Diagnoses why a specific buyer has missing CSV coverage.

export CATSCAN_CANARY_EMAIL="cat-scan@rtb.cat"
scripts/diagnose_v1_buyer_report_coverage.sh \
  --buyer-id 1487810529 \
  --timeout 180 \
  --days 14

Checks (in order): 1. Seat mapping: buyer_id -> bidder_id 2. Import matrix: pass/fail/not_imported by CSV type 3. Data freshness: imported/missing cell coverage 4. Import history: recent import rows 5. Gmail status: unread count, last reason, latest metric date

Result: PASS or FAIL with specific diagnosis.

run_v1_runtime_health_strict_dispatch.sh

Runs the full runtime health gate, which checks:

  • API health
  • Data health (freshness and dimension coverage)
  • Conversion health and readiness
  • QPS startup latency
  • QPS page SLO summary
  • Optimizer economics and models
  • Model endpoint validation
  • Score+propose workflow
  • Proposal lifecycle
  • Rollback dry-run

Each check returns PASS, FAIL, or BLOCKED (with reason).

CI workflow: v1-runtime-health-strict.yml

Runs the strict gate in CI. Triggered manually via workflow_dispatch.

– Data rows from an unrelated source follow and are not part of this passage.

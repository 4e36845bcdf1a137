//! REST client for the MyCircle service
//!
//! Every operation is a single request/response cycle; there is no
//! retry, timeout tuning, or request coalescing. The client is scoped
//! to one user id for the lifetime of the session.

use anyhow::{Context, Result};
use reqwest::Client;
use serde::Serialize;

use crate::models::{Comment, Post, User};

/// Default base URL of the remote service
pub const DEFAULT_BASE_URL: &str = "https://api-mobile.herokuapp.com";

/// MyCircle API client
pub struct CircleClient {
    client: Client,
    base_url: String,
    user_id: u64,
}

impl CircleClient {
    /// Create a new client against the given base URL, scoped to a user id.
    pub fn new(base_url: &str, user_id: u64) -> Self {
        Self {
            client: Client::new(),
            base_url: base_url.trim_end_matches('/').to_string(),
            user_id,
        }
    }

    /// Build API URL
    fn api_url(&self, endpoint: &str) -> String {
        format!("{}{}", self.base_url, endpoint)
    }

    /// Fetch the full user collection.
    ///
    /// The service has no lookup-by-email; callers filter locally.
    pub async fn list_users(&self) -> Result<Vec<User>> {
        let url = self.api_url("/users/");

        let response = self
            .client
            .get(&url)
            .send()
            .await
            .context("Failed to fetch users")?;

        if !response.status().is_success() {
            let status = response.status();
            anyhow::bail!("MyCircle error {status} listing users");
        }

        response
            .json()
            .await
            .context("Failed to parse users response")
    }

    /// Fetch all posts for the session's user.
    pub async fn list_posts(&self) -> Result<Vec<Post>> {
        let url = self.api_url(&format!("/users/{}/posts", self.user_id));

        let response = self
            .client
            .get(&url)
            .send()
            .await
            .context("Failed to fetch posts")?;

        if !response.status().is_success() {
            let status = response.status();
            anyhow::bail!("MyCircle error {status} listing posts");
        }

        response
            .json()
            .await
            .context("Failed to parse posts response")
    }

    /// Create a post with a caption and a base64 image payload.
    pub async fn create_post(&self, title: &str, content: &str) -> Result<Post> {
        let url = self.api_url(&format!("/users/{}/posts", self.user_id));

        let request = NewPost {
            title: title.to_string(),
            content: content.to_string(),
        };

        let response = self
            .client
            .post(&url)
            .json(&request)
            .send()
            .await
            .context("Failed to create post")?;

        if !response.status().is_success() {
            let status = response.status();
            let body = response.text().await.unwrap_or_default();
            anyhow::bail!("MyCircle error {status}: {body}");
        }

        response
            .json()
            .await
            .context("Failed to parse created post")
    }

    /// Delete a post by id.
    pub async fn delete_post(&self, post_id: u64) -> Result<()> {
        let url = self.api_url(&format!("/users/{}/posts/{}", self.user_id, post_id));

        let response = self
            .client
            .delete(&url)
            .send()
            .await
            .context("Failed to delete post")?;

        if !response.status().is_success() {
            let status = response.status();
            anyhow::bail!("MyCircle error {status} deleting post {post_id}");
        }

        Ok(())
    }

    /// Fetch the comments attached to a post.
    pub async fn list_comments(&self, post_id: u64) -> Result<Vec<Comment>> {
        let url = self.api_url(&format!(
            "/users/{}/posts/{}/comments",
            self.user_id, post_id
        ));

        let response = self
            .client
            .get(&url)
            .send()
            .await
            .context("Failed to fetch comments")?;

        if !response.status().is_success() {
            let status = response.status();
            anyhow::bail!("MyCircle error {status} listing comments for post {post_id}");
        }

        response
            .json()
            .await
            .context("Failed to parse comments response")
    }

    /// Attach a comment to a post.
    ///
    /// Callers are expected to reject empty text before reaching the
    /// network; the service itself accepts it.
    pub async fn add_comment(&self, post_id: u64, text: &str) -> Result<Comment> {
        let url = self.api_url(&format!(
            "/users/{}/posts/{}/comments",
            self.user_id, post_id
        ));

        let request = NewComment {
            text: text.to_string(),
        };

        let response = self
            .client
            .post(&url)
            .json(&request)
            .send()
            .await
            .context("Failed to create comment")?;

        if !response.status().is_success() {
            let status = response.status();
            let body = response.text().await.unwrap_or_default();
            anyhow::bail!("MyCircle error {status}: {body}");
        }

        response
            .json()
            .await
            .context("Failed to parse created comment")
    }

    /// Issue the service's comment purge.
    ///
    /// The purge endpoint carries no user or post id; the scope of what
    /// it removes is whatever the service decides for that bare path.
    pub async fn purge_comments(&self) -> Result<()> {
        let url = self.api_url("/users//posts/comments");

        let response = self
            .client
            .delete(&url)
            .send()
            .await
            .context("Failed to purge comments")?;

        if !response.status().is_success() {
            let status = response.status();
            anyhow::bail!("MyCircle error {status} purging comments");
        }

        Ok(())
    }
}

// ==================== Request bodies ====================

#[derive(Debug, Serialize)]
struct NewPost {
    title: String,
    content: String,
}

#[derive(Debug, Serialize)]
struct NewComment {
    text: String,
}

#[cfg(test)]
mod tests {
    use super::*;
    use serde_json::json;
    use wiremock::matchers::{body_json, method, path};
    use wiremock::{Mock, MockServer, ResponseTemplate};

    fn sample_posts() -> serde_json::Value {
        json!([
            {"id": 1, "username": "nemo", "title": "first", "content": ""},
            {"id": 2, "username": "ned", "title": "second", "content": ""},
        ])
    }

    #[tokio::test]
    async fn test_list_posts() {
        let server = MockServer::start().await;
        Mock::given(method("GET"))
            .and(path("/users/1/posts"))
            .respond_with(ResponseTemplate::new(200).set_body_json(sample_posts()))
            .mount(&server)
            .await;

        let api = CircleClient::new(&server.uri(), 1);
        let posts = api.list_posts().await.unwrap();
        assert_eq!(posts.len(), 2);
        assert_eq!(posts[0].title, "first");
    }

    #[tokio::test]
    async fn test_list_posts_server_error() {
        let server = MockServer::start().await;
        Mock::given(method("GET"))
            .and(path("/users/1/posts"))
            .respond_with(ResponseTemplate::new(500))
            .mount(&server)
            .await;

        let api = CircleClient::new(&server.uri(), 1);
        assert!(api.list_posts().await.is_err());
    }

    #[tokio::test]
    async fn test_create_post_roundtrip() {
        let server = MockServer::start().await;
        Mock::given(method("POST"))
            .and(path("/users/1/posts"))
            .and(body_json(json!({"title": "sunset", "content": "aGVsbG8="})))
            .respond_with(ResponseTemplate::new(201).set_body_json(
                json!({"id": 3, "username": "nemo", "title": "sunset", "content": "aGVsbG8="}),
            ))
            .mount(&server)
            .await;

        let api = CircleClient::new(&server.uri(), 1);
        let post = api.create_post("sunset", "aGVsbG8=").await.unwrap();
        assert_eq!(post.id, 3);
        assert_eq!(post.title, "sunset");
    }

    #[tokio::test]
    async fn test_create_post_failure_status() {
        let server = MockServer::start().await;
        Mock::given(method("POST"))
            .and(path("/users/1/posts"))
            .respond_with(ResponseTemplate::new(422).set_body_string("rejected"))
            .mount(&server)
            .await;

        let api = CircleClient::new(&server.uri(), 1);
        assert!(api.create_post("bad", "").await.is_err());
    }

    #[tokio::test]
    async fn test_delete_then_reload_excludes_post() {
        let server = MockServer::start().await;
        // First reload sees both posts, the reload after delete sees one
        Mock::given(method("GET"))
            .and(path("/users/1/posts"))
            .respond_with(ResponseTemplate::new(200).set_body_json(sample_posts()))
            .up_to_n_times(1)
            .mount(&server)
            .await;
        Mock::given(method("GET"))
            .and(path("/users/1/posts"))
            .respond_with(ResponseTemplate::new(200).set_body_json(
                json!([{"id": 2, "username": "ned", "title": "second", "content": ""}]),
            ))
            .mount(&server)
            .await;
        Mock::given(method("DELETE"))
            .and(path("/users/1/posts/1"))
            .respond_with(ResponseTemplate::new(200))
            .mount(&server)
            .await;

        let api = CircleClient::new(&server.uri(), 1);
        let before = api.list_posts().await.unwrap();
        assert!(before.iter().any(|p| p.id == 1));

        api.delete_post(1).await.unwrap();

        let after = api.list_posts().await.unwrap();
        assert!(!after.iter().any(|p| p.id == 1));
    }

    #[tokio::test]
    async fn test_comments_roundtrip() {
        let server = MockServer::start().await;
        Mock::given(method("POST"))
            .and(path("/users/1/posts/2/comments"))
            .and(body_json(json!({"text": "nice shot"})))
            .respond_with(
                ResponseTemplate::new(201).set_body_json(json!({"id": 9, "text": "nice shot"})),
            )
            .mount(&server)
            .await;
        Mock::given(method("GET"))
            .and(path("/users/1/posts/2/comments"))
            .respond_with(
                ResponseTemplate::new(200).set_body_json(json!([{"id": 9, "text": "nice shot"}])),
            )
            .mount(&server)
            .await;

        let api = CircleClient::new(&server.uri(), 1);
        let created = api.add_comment(2, "nice shot").await.unwrap();
        assert_eq!(created.text, "nice shot");

        let comments = api.list_comments(2).await.unwrap();
        assert_eq!(comments.len(), 1);
    }

    #[tokio::test]
    async fn test_purge_comments_hits_bare_path() {
        let server = MockServer::start().await;
        Mock::given(method("DELETE"))
            .and(path("/users//posts/comments"))
            .respond_with(ResponseTemplate::new(200))
            .expect(1)
            .mount(&server)
            .await;

        let api = CircleClient::new(&server.uri(), 1);
        api.purge_comments().await.unwrap();
    }

    #[tokio::test]
    async fn test_malformed_posts_surface_decode_error() {
        let server = MockServer::start().await;
        Mock::given(method("GET"))
            .and(path("/users/1/posts"))
            .respond_with(ResponseTemplate::new(200).set_body_json(json!([{"title": "no id"}])))
            .mount(&server)
            .await;

        let api = CircleClient::new(&server.uri(), 1);
        assert!(api.list_posts().await.is_err());
    }
}
//! Canned feed data for demo mode (screenshots, UI work without a backend)

use std::io::Cursor;

use base64::{Engine as _, engine::general_purpose::STANDARD};
use image::{DynamicImage, ImageBuffer, Rgb};

use crate::models::Post;

/// Demo posts with generated image payloads.
pub fn demo_posts() -> Vec<Post> {
    vec![
        Post {
            id: 1,
            username: "pierre.aronnax".to_string(),
            title: "Sunset over the reef, no filter".to_string(),
            content: demo_payload([235, 110, 75]),
        },
        Post {
            id: 2,
            username: "conseil".to_string(),
            title: "Classifying today's catch".to_string(),
            content: demo_payload([70, 130, 180]),
        },
        Post {
            id: 3,
            username: "ned.land".to_string(),
            title: "They said bring a harpoon. I brought two.".to_string(),
            content: String::new(),
        },
    ]
}

/// A small solid-color PNG, base64-encoded like a real post payload.
fn demo_payload(rgb: [u8; 3]) -> String {
    let buffer: ImageBuffer<Rgb<u8>, Vec<u8>> = ImageBuffer::from_pixel(64, 64, Rgb(rgb));
    let mut bytes = Vec::new();
    if DynamicImage::ImageRgb8(buffer)
        .write_to(&mut Cursor::new(&mut bytes), image::ImageFormat::Png)
        .is_err()
    {
        return String::new();
    }
    STANDARD.encode(bytes)
}

#[cfg(test)]
mod tests {
    use super::*;

    #[test]
    fn test_demo_payloads_decode() {
        let posts = demo_posts();
        assert_eq!(posts.len(), 3);

        let with_image = posts.iter().filter(|p| p.has_image()).count();
        assert_eq!(with_image, 2);

        for post in posts.iter().filter(|p| p.has_image()) {
            let image = crate::media::decode_payload(&post.content).unwrap();
            assert_eq!(image.width(), 64);
        }
    }
}
//! Common paths for MyCircle data storage
//!
//! All MyCircle data is stored under ~/.config/mycircle/ on all
//! platforms:
//! - config.toml - User configuration

use anyhow::{Context, Result};
use std::fs;
use std::path::PathBuf;

/// Get the MyCircle data directory (~/.config/mycircle/)
///
/// This is consistent across all platforms for simplicity.
pub fn mycircle_dir() -> Result<PathBuf> {
    let home = dirs::home_dir().context("Could not determine home directory")?;
    let dir = home.join(".config").join("mycircle");
    fs::create_dir_all(&dir).context("Failed to create mycircle directory")?;
    Ok(dir)
}

/// Get the config file path (~/.config/mycircle/config.toml)
pub fn config_path() -> Result<PathBuf> {
    Ok(mycircle_dir()?.join("config.toml"))
}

gh workflow run v1-runtime-health-strict.yml \
  --ref unified-platform \
  -f api_base_url="https://scan.rtb.cat/api" \
  -f buyer_id="1487810529" \
  -f canary_profile="balanced" \
  -f canary_timeout_seconds="180"

Canary authentication

Runtime scripts authenticate using environment variables:

Variable Purpose
CATSCAN_CANARY_EMAIL X-Email header for direct API calls (VM-local)
CATSCAN_BEARER_TOKEN Bearer token (CI environment, stored in GitHub secrets)
CATSCAN_SESSION_COOKIE OAuth2 Proxy session cookie (CI environment)

From the VM host, use CATSCAN_CANARY_EMAIL with http://localhost:8000. From CI (external), use CATSCAN_BEARER_TOKEN or CATSCAN_SESSION_COOKIE with https://scan.rtb.cat/api.

Interpreting results

Status Meaning
PASS Check succeeded, system healthy
FAIL Check failed, investigate immediately
BLOCKED Check could not complete due to a dependency (e.g., no data for this buyer, missing endpoint). Not necessarily a code bug.